Shafaet's blog

By Shafaet, history, 8 years ago, In English

Hello CodeForces Community!

I am glad to share that HackerRank's World Codesprint 7 is scheduled on 24-September-2016 at 16:00 UTC. Contest duration is 48 hours.

The contest is sponsored by Cardlytics, Ready-talk, Indeed Prime, NCR, Coursera and Sonoma. Contest site will be continually updated to reflect upcoming sponsors.

The problems were prepared by zemen, malcolm, muratt, svanidz1, forthright48, nabila_ahmed and Shafaet. Thanks to wanbo, danilka.pro, ikbal, allllekssssa and niyaznigmatul for testing/pre-solving the problems.

The contest will be rated. If two person gets same score, the person who reached the score first will be ranked higher.

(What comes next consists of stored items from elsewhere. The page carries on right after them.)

/********************************************************************************
 * Copyright (c) 2024 Contributors to the Eclipse Foundation
 *
 * See the NOTICE file(s) distributed with this work for additional
 * information regarding copyright ownership.
 *
 * This program and the accompanying materials are made available under the
 * terms of the Apache License Version 2.0 which is available at
 * https://www.apache.org/licenses/LICENSE-2.0
 *
 * SPDX-License-Identifier: Apache-2.0
 ********************************************************************************/

use async_trait::async_trait;
use serde::Serialize;
use serde_json::{Map, Value};
use uuid::Uuid;

use crate::models::{Action, Conference, ConferenceType};
use crate::query::{merge_filters, page_uri, QueryFilters};
use crate::{QueueName, Request, RequestMethod};

use super::{check_deferrable_response, parse_response, RequestError, RequestHandler};

const RESOURCE_CONFERENCES: &str = "conference/conferences";
const RESOURCE_CONFERENCES_ID: &str = "conference/conferences/<conference-id>";

const LIST_TIMEOUT: u64 = 30_000;

/// Operations of the conference-manager.
#[cfg_attr(any(test, feature = "test-util"), mockall::automock)]
#[async_trait]
pub trait ConferenceManager: Send + Sync {
    async fn conference_v1_conference_get(
        &self,
        conference_id: Uuid,
    ) -> Result<Conference, RequestError>;

    async fn conference_v1_conference_gets(
        &self,
        page_token: &str,
        page_size: u64,
        filters: &QueryFilters,
    ) -> Result<Vec<Conference>, RequestError>;

    async fn conference_v1_conference_delete(
        &self,
        conference_id: Uuid,
    ) -> Result<Conference, RequestError>;

    /// Deletes a conference after `delay` milliseconds.
    async fn conference_v1_conference_delete_delay(
        &self,
        conference_id: Uuid,
        delay: u64,
    ) -> Result<(), RequestError>;

    /// Stops a conference, hanging up all of its participants.
    ///
    /// # Returns
    ///
    /// The stopped conference, or `None` if the request has been deferred.
    async fn conference_v1_conference_stop(
        &self,
        conference_id: Uuid,
        delay: u64,
    ) -> Result<Option<Conference>, RequestError>;

    /// Creates a conference.
    ///
    /// # Arguments
    ///
    /// * `timeout` - Seconds until the conference is terminated. 0 means no limit.
    /// * `data` - Arbitrary data attached to the conference.
    /// * `pre_actions` - Actions executed for each participant before joining.
    /// * `post_actions` - Actions executed for each participant after leaving.
    #[allow(clippy::too_many_arguments)]
    async fn conference_v1_conference_create(
        &self,
        customer_id: Uuid,
        conference_type: ConferenceType,
        name: &str,
        detail: &str,
        timeout: u64,
        data: &Map<String, Value>,
        pre_actions: &[Action],
        post_actions: &[Action],
    ) -> Result<Conference, RequestError>;

    #[allow(clippy::too_many_arguments)]
    async fn conference_v1_conference_update(
        &self,
        conference_id: Uuid,
        name: &str,
        detail: &str,
        timeout: u64,
        pre_actions: &[Action],
        post_actions: &[Action],
    ) -> Result<Conference, RequestError>;

    async fn conference_v1_conference_update_recording_id(
        &self,
        conference_id: Uuid,
        recording_id: Uuid,
    ) -> Result<Conference, RequestError>;

    async fn conference_v1_conference_recording_start(
        &self,
        conference_id: Uuid,
    ) -> Result<Conference, RequestError>;

    async fn conference_v1_conference_recording_stop(
        &self,
        conference_id: Uuid,
    ) -> Result<Conference, RequestError>;

    /// Starts transcribing a conference.
    ///
    /// # Arguments
    ///
    /// * `language` - BCP47 tag of the spoken language, e.g. `en-US`.
    async fn conference_v1_conference_transcribe_start(
        &self,
        conference_id: Uuid,
        language: &str,
    ) -> Result<Conference, RequestError>;

    async fn conference_v1_conference_transcribe_stop(
        &self,
        conference_id: Uuid,
    ) -> Result<Conference, RequestError>;
}

#[derive(Serialize)]
struct CreateRequest<'a> {
    #[serde(rename = "type")]
    conference_type: ConferenceType,
    customer_id: Uuid,
    name: &'a str,
    detail: &'a str,
    timeout: u64,
    data: &'a Map<String, Value>,
    pre_actions: &'a [Action],
    post_actions: &'a [Action],
}

#[derive(Serialize)]
struct UpdateRequest<'a> {
    name: &'a str,
    detail: &'a str,
    timeout: u64,
    pre_actions: &'a [Action],
    post_actions: &'a [Action],
}

#[derive(Serialize)]
struct RecordingIdRequest {
    recording_id: Uuid,
}

#[derive(Serialize)]
struct TranscribeStartRequest<'a> {
    language: &'a str,
}

impl RequestHandler {
    async fn conference_entity(
        &self,
        resource: &str,
        request: Request,
    ) -> Result<Conference, RequestError> {
        let response = self
            .send(QueueName::CONFERENCE_REQUEST, resource, request)
            .await?;
        parse_response(response)
    }
}

#[async_trait]
impl ConferenceManager for RequestHandler {
    async fn conference_v1_conference_get(
        &self,
        conference_id: Uuid,
    ) -> Result<Conference, RequestError> {
        let request = self.new_request(
            format!("/v1/conferences/{conference_id}"),
            RequestMethod::Get,
        );
        self.conference_entity(RESOURCE_CONFERENCES, request).await
    }

    async fn conference_v1_conference_gets(
        &self,
        page_token: &str,
        page_size: u64,
        filters: &QueryFilters,
    ) -> Result<Vec<Conference>, RequestError> {
        let uri = merge_filters(page_uri("/v1/conferences", page_token, page_size), filters);
        let request = self.new_request(uri, RequestMethod::Get);
        let response = self
            .dispatch(
                QueueName::CONFERENCE_REQUEST,
                RESOURCE_CONFERENCES,
                request,
                LIST_TIMEOUT,
                0,
            )
            .await?;
        parse_response(response)
    }

    async fn conference_v1_conference_delete(
        &self,
        conference_id: Uuid,
    ) -> Result<Conference, RequestError> {
        let request = self.new_request(
            format!("/v1/conferences/{conference_id}"),
            RequestMethod::Delete,
        );
        self.conference_entity(RESOURCE_CONFERENCES_ID, request)
            .await
    }

    async fn conference_v1_conference_delete_delay(
        &self,
        conference_id: Uuid,
        delay: u64,
    ) -> Result<(), RequestError> {
        let request = self.new_request(
            format!("/v1/conferences/{conference_id}"),
            RequestMethod::Delete,
        );
        let response = self
            .dispatch(
                QueueName::CONFERENCE_REQUEST,
                RESOURCE_CONFERENCES,
                request,
                self.default_timeout(),
                delay,
            )
            .await?;
        check_deferrable_response(response, delay)
    }

    async fn conference_v1_conference_stop(
        &self,
        conference_id: Uuid,
        delay: u64,
    ) -> Result<Option<Conference>, RequestError> {
        let request = self.new_request(
            format!("/v1/conferences/{conference_id}/stop"),
            RequestMethod::Post,
        );
        let response = self
            .dispatch(
                QueueName::CONFERENCE_REQUEST,
                RESOURCE_CONFERENCES_ID,
                request,
                self.default_timeout(),
                delay,
            )
            .await?;
        match response {
            None if delay > 0 => Ok(None),
            response => parse_response(response).map(Some),
        }
    }

    async fn conference_v1_conference_create(
        &self,
        customer_id: Uuid,
        conference_type: ConferenceType,
        name: &str,
        detail: &str,
        timeout: u64,
        data: &Map<String, Value>,
        pre_actions: &[Action],
        post_actions: &[Action],
    ) -> Result<Conference, RequestError> {
        let request = self.new_json_request(
            "/v1/conferences",
            RequestMethod::Post,
            &CreateRequest {
                conference_type,
                customer_id,
                name,
                detail,
                timeout,
                data,
                pre_actions,
                post_actions,
            },
        )?;
        self.conference_entity(RESOURCE_CONFERENCES, request).await
    }

    async fn conference_v1_conference_update(
        &self,
        conference_id: Uuid,
        name: &str,
        detail: &str,
        timeout: u64,
        pre_actions: &[Action],
        post_actions: &[Action],
    ) -> Result<Conference, RequestError> {
        let request = self.new_json_request(
            format!("/v1/conferences/{conference_id}"),
            RequestMethod::Put,
            &UpdateRequest {
                name,
                detail,
                timeout,
                pre_actions,
                post_actions,
            },
        )?;
        self.conference_entity(RESOURCE_CONFERENCES, request).await
    }

    async fn conference_v1_conference_update_recording_id(
        &self,
        conference_id: Uuid,
        recording_id: Uuid,
    ) -> Result<Conference, RequestError> {
        let request = self.new_json_request(
            format!("/v1/conferences/{conference_id}/recording_id"),
            RequestMethod::Put,
            &RecordingIdRequest { recording_id },
        )?;
        self.conference_entity(RESOURCE_CONFERENCES, request).await
    }

    async fn conference_v1_conference_recording_start(
        &self,
        conference_id: Uuid,
    ) -> Result<Conference, RequestError> {
        let request = self.new_request(
            format!("/v1/conferences/{conference_id}/recording_start"),
            RequestMethod::Post,
        );
        self.conference_entity(
            "conference/conferences/<conference-id>/recording_start",
            request,
        )
        .await
    }

    async fn conference_v1_conference_recording_stop(
        &self,
        conference_id: Uuid,
    ) -> Result<Conference, RequestError> {
        let request = self.new_request(
            format!("/v1/conferences/{conference_id}/recording_stop"),
            RequestMethod::Post,
        );
        self.conference_entity(
            "conference/conferences/<conference-id>/recording_stop",
            request,
        )
        .await
    }

    async fn conference_v1_conference_transcribe_start(
        &self,
        conference_id: Uuid,
        language: &str,
    ) -> Result<Conference, RequestError> {
        let request = self.new_json_request(
            format!("/v1/conferences/{conference_id}/transcribe_start"),
            RequestMethod::Post,
            &TranscribeStartRequest { language },
        )?;
        self.conference_entity(
            "conference/conferences/<conference-id>/transcribe_start",
            request,
        )
        .await
    }

    async fn conference_v1_conference_transcribe_stop(
        &self,
        conference_id: Uuid,
    ) -> Result<Conference, RequestError> {
        let request = self.new_request(
            format!("/v1/conferences/{conference_id}/transcribe_stop"),
            RequestMethod::Post,
        );
        self.conference_entity(
            "conference/conferences/<conference-id>/transcribe_stop",
            request,
        )
        .await
    }
}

Update: The contest has ended, the editorials are available now. We will announce the winners and update the ratings soon. Meanwhile, let's discuss about the problems!

Update

Only two guys got full score in this contest in 48 hours, they are:

3 guys got 390 out of 400:

This suggests that the problem-set was very hard. Apart from the coders in top two, there are two other coders ("Ayman Eltemsahi" and "Ivan Livinsky") who solved the last problem but they are not in top-10.

See you next time!

Happy coding!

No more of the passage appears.